Spider-Man appears to want to leave the team prior to the Fear Itself event due to his distrust of Victoria Hand and his new responsibilities in the Future Foundation, but subsequent conversations with Wolverine and Luke Cage convince him to remain an active member. After Fear Itself, the team lineup shifts, initially with the addition of Daredevil to the team and later with Jessica Jones leaving the team out of fear for her baby Danielle's safety.

===Post AvX===
Luke Cage leaves the team after the events of Avengers vs. X-Men to ensure the security of his wife and baby.

The remaining New Avengers band together with Doctor Strange when the Ghost of Daniel Drumm returns. He possesses each of the New Avengers and kills various evil sorcerers. Convinced that Daniel set his brother (Brother Voodoo) up to fail in his new role, Doctor Strange defeats him by using dark magic (recognizing that Drumm had only killed dark magic specialists while trying to frame Strange). As a result, Doctor Strange subsequently regains his position of Sorcerer Supreme.

===Marvel NOW!===
Under the Marvel NOW! label, a third volume of New Avengers was launched, written by Jonathan Hickman. With Hickman in charge of the entire Avengers line, New Avengers carried a parallel storyline to the main Avengers series. Rather than featuring a traditional team of Avengers, the book focused on the Illuminati. Black Panther joins Black Bolt, Captain America, Doctor Strange, Iron Man, Mister Fantastic, and Namor when faced with a universal threat. Beast joins the team as a replacement for the deceased Professor X.

Black Panther discovers a second Earth hanging above Wakanda and witnesses Black Swan destroy the alternate Earth. Black Panther captures and imprisons the Black Swan and reforms the Illuminati. Using Black Swan's information, Reed Richards discovers the threat of Incursions, a multiversal chain reaction causing universes to collide with one another, with Earth of every universe at the focal point, resulting in the destruction of both universes unless one Earth is destroyed, allowing the other to pass through. As the Illuminati consider darker and darker avenues to save the universe, Captain America's steadfast morals are put at odds with the other members of the Illuminati. Captain America is voted out of the group with a spell of forgetfulness cast by Strange.

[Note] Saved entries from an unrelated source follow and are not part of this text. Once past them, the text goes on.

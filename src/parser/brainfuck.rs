//! Translates raw brainfuck source into a well-formed [`Program`],
//! fusing consecutive `+`/`-` and `<`/`>` runs into single `add`/`move`
//! instructions as it goes (independent of, and always applied ahead of,
//! the optimizer passes in [`crate::opt`]).

use thiserror::Error;

use crate::error::{Diagnostic, Severity, Span};
use crate::ir::{Instr, Program};

use super::link_loop;

/// Controls how the brainfuck parser treats its input.
#[derive(Debug, Clone, Copy, Default)]
pub struct BrainfuckParseOptions {
    /// When set, the first `!` byte splits the source into program text
    /// (before) and a static input stream (after); only the first `!` is
    /// meaningful. When unset, `!` is ignored like any other comment byte.
    pub split_on_bang: bool,
}

/// A pending, not-yet-emitted operation the parser is accumulating.
enum Pending {
    None,
    Add(u8),
    Move(u32),
}

/// Parses brainfuck source into a [`Program`].
///
/// Returns the program and, when [`BrainfuckParseOptions::split_on_bang`]
/// is set and a `!` is present, the static input stream found after it.
pub fn parse(src: &[u8], opts: BrainfuckParseOptions) -> Result<(Program, Option<Vec<u8>>), ParseError> {
    let (code, static_input) = if opts.split_on_bang {
        match src.iter().position(|&b| b == b'!') {
            Some(at) => (&src[..at], Some(src[at + 1..].to_vec())),
            None => (src, None),
        }
    } else {
        (src, None)
    };

    let mut program = Program::with_capacity(code.len());
    let mut pending = Pending::None;
    let mut loop_stack: Vec<usize> = Vec::new();

    let flush = |program: &mut Program, pending: &mut Pending| match std::mem::replace(pending, Pending::None) {
        Pending::None => {}
        Pending::Add(0) => {}
        Pending::Add(v) => {
            program.push(Instr::add(0, v));
        }
        Pending::Move(0) => {}
        Pending::Move(d) => {
            program.push(Instr::mov(d));
        }
    };

    for (idx, &byte) in code.iter().enumerate() {
        match byte {
            b'+' => {
                if let Pending::Add(v) = pending {
                    pending = Pending::Add(v.wrapping_add(1));
                } else {
                    flush(&mut program, &mut pending);
                    pending = Pending::Add(1);
                }
            }
            b'-' => {
                if let Pending::Add(v) = pending {
                    pending = Pending::Add(v.wrapping_sub(1));
                } else {
                    flush(&mut program, &mut pending);
                    pending = Pending::Add(255);
                }
            }
            b'>' => {
                if let Pending::Move(d) = pending {
                    pending = Pending::Move(d.wrapping_add(1));
                } else {
                    flush(&mut program, &mut pending);
                    pending = Pending::Move(1);
                }
            }
            b'<' => {
                if let Pending::Move(d) = pending {
                    pending = Pending::Move(d.wrapping_sub(1));
                } else {
                    flush(&mut program, &mut pending);
                    pending = Pending::Move(u32::MAX);
                }
            }
            b',' => {
                flush(&mut program, &mut pending);
                program.push(Instr::input(0));
            }
            b'.' => {
                flush(&mut program, &mut pending);
                program.push(Instr::output(0));
            }
            b'#' => {
                flush(&mut program, &mut pending);
                program.push(Instr::breakpoint());
            }
            b'[' => {
                flush(&mut program, &mut pending);
                let idx_pushed = program.push(Instr::loop_start(0));
                loop_stack.push(idx_pushed);
            }
            b']' => {
                flush(&mut program, &mut pending);
                let close_idx = program.push(Instr::loop_end(0));
                if link_loop(&mut program, &mut loop_stack, close_idx).is_none() {
                    return Err(ParseError::UnmatchedClose { at: idx });
                }
            }
            _ => {}
        }
    }

    flush(&mut program, &mut pending);

    if let Some(&open_idx) = loop_stack.first() {
        // recover a source-relative offset for diagnostics: scan back for
        // the byte that produced this loop_start.
        let at = byte_offset_of_nth_bracket(code, open_idx, &program);
        return Err(ParseError::UnmatchedOpen { at });
    }

    program.push(Instr::halt());

    Ok((program, static_input))
}

/// Best-effort recovery of a source byte offset for an unmatched
/// `loop_start` at IR index `ir_idx`, by counting brackets already seen.
fn byte_offset_of_nth_bracket(code: &[u8], ir_idx: usize, program: &Program) -> usize {
    let target_bracket_ordinal = program.tags()[..=ir_idx]
        .iter()
        .filter(|t| **t == crate::ir::Tag::LoopStart)
        .count();

    let mut seen = 0;
    for (i, &b) in code.iter().enumerate() {
        if b == b'[' {
            seen += 1;
            if seen == target_bracket_ordinal {
                return i;
            }
        }
    }
    code.len()
}

/// An error in brainfuck source: unbalanced brackets.
#[derive(Debug, Clone, Copy, PartialEq, Eq, Error)]
pub enum ParseError {
    #[error("unmatched ']'")]
    UnmatchedClose { at: usize },
    #[error("unmatched '['")]
    UnmatchedOpen { at: usize },
}

impl Diagnostic for ParseError {
    fn span(&self) -> Option<Span> {
        match *self {
            ParseError::UnmatchedClose { at } | ParseError::UnmatchedOpen { at } => Some(Span::at(at)),
        }
    }

    fn severity(&self) -> Severity {
        Severity::Error
    }
}

#[cfg(test)]
mod tests {
    use super::*;
    use crate::ir::Tag;

    fn parse_ok(src: &str) -> Program {
        parse(src.as_bytes(), BrainfuckParseOptions::default()).unwrap().0
    }

    #[test]
    fn fuses_runs_of_add_and_move() {
        let p = parse_ok("+++>>>--<");
        // add 3 @0, move 3, add -2 (254), move -1 (wrap), halt
        assert_eq!(p.get(0), Instr::add(0, 3));
        assert_eq!(p.get(1), Instr::mov(3));
        assert_eq!(p.get(2), Instr::add(0, 254));
        assert_eq!(p.get(3), Instr::mov(u32::MAX));
        assert_eq!(p.tag(4), Tag::Halt);
        assert_eq!(p.len(), 5);
    }

    #[test]
    fn drops_net_zero_add() {
        let p = parse_ok("+-");
        assert_eq!(p.len(), 1);
        assert_eq!(p.tag(0), Tag::Halt);
    }

    #[test]
    fn links_nested_loops() {
        let p = parse_ok("+[-[+]]");
        assert_eq!(p.tag(1), Tag::LoopStart);
        let outer_extra = p.get(1).extra;
        assert_eq!(p.tag(1 + outer_extra as usize), Tag::LoopEnd);
    }

    #[test]
    fn reports_unmatched_close() {
        let err = parse("]".as_bytes(), BrainfuckParseOptions::default()).unwrap_err();
        assert_eq!(err, ParseError::UnmatchedClose { at: 0 });
    }

    #[test]
    fn reports_unmatched_open() {
        let err = parse("[+".as_bytes(), BrainfuckParseOptions::default()).unwrap_err();
        assert!(matches!(err, ParseError::UnmatchedOpen { .. }));
    }

    #[test]
    fn splits_on_bang_when_enabled() {
        let (p, input) = parse(b",.!ZZ", BrainfuckParseOptions { split_on_bang: true }).unwrap();
        assert_eq!(input, Some(b"ZZ".to_vec()));
        assert_eq!(p.tag(0), Tag::In);
    }

    #[test]
    fn ignores_bang_when_disabled() {
        let (_, input) = parse(b",.!ZZ", BrainfuckParseOptions::default()).unwrap();
        assert_eq!(input, None);
    }

    #[test]
    fn breakpoint_opcode() {
        let p = parse_ok("#");
        assert_eq!(p.tag(0), Tag::Breakpoint);
    }
}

Faced with the possibility of having to destroy a world, the scientists of the Illuminati set about building a number of weapons, including a number of antimatter injection bombs similar to the one used by the Black Swan, a Dyson sphere designed to weaponize the sun, a Builder Worldkiller ship kept in Jupiter's orbit, and a rogue planet kept slightly out-of-phase with Earth. The Illuminati survived a number of incursions using these and other methods; at one near Liberty Island, Galactus ate the alternate Earth, and they used an antimatter bomb to destroy a dead Earth over Latveria.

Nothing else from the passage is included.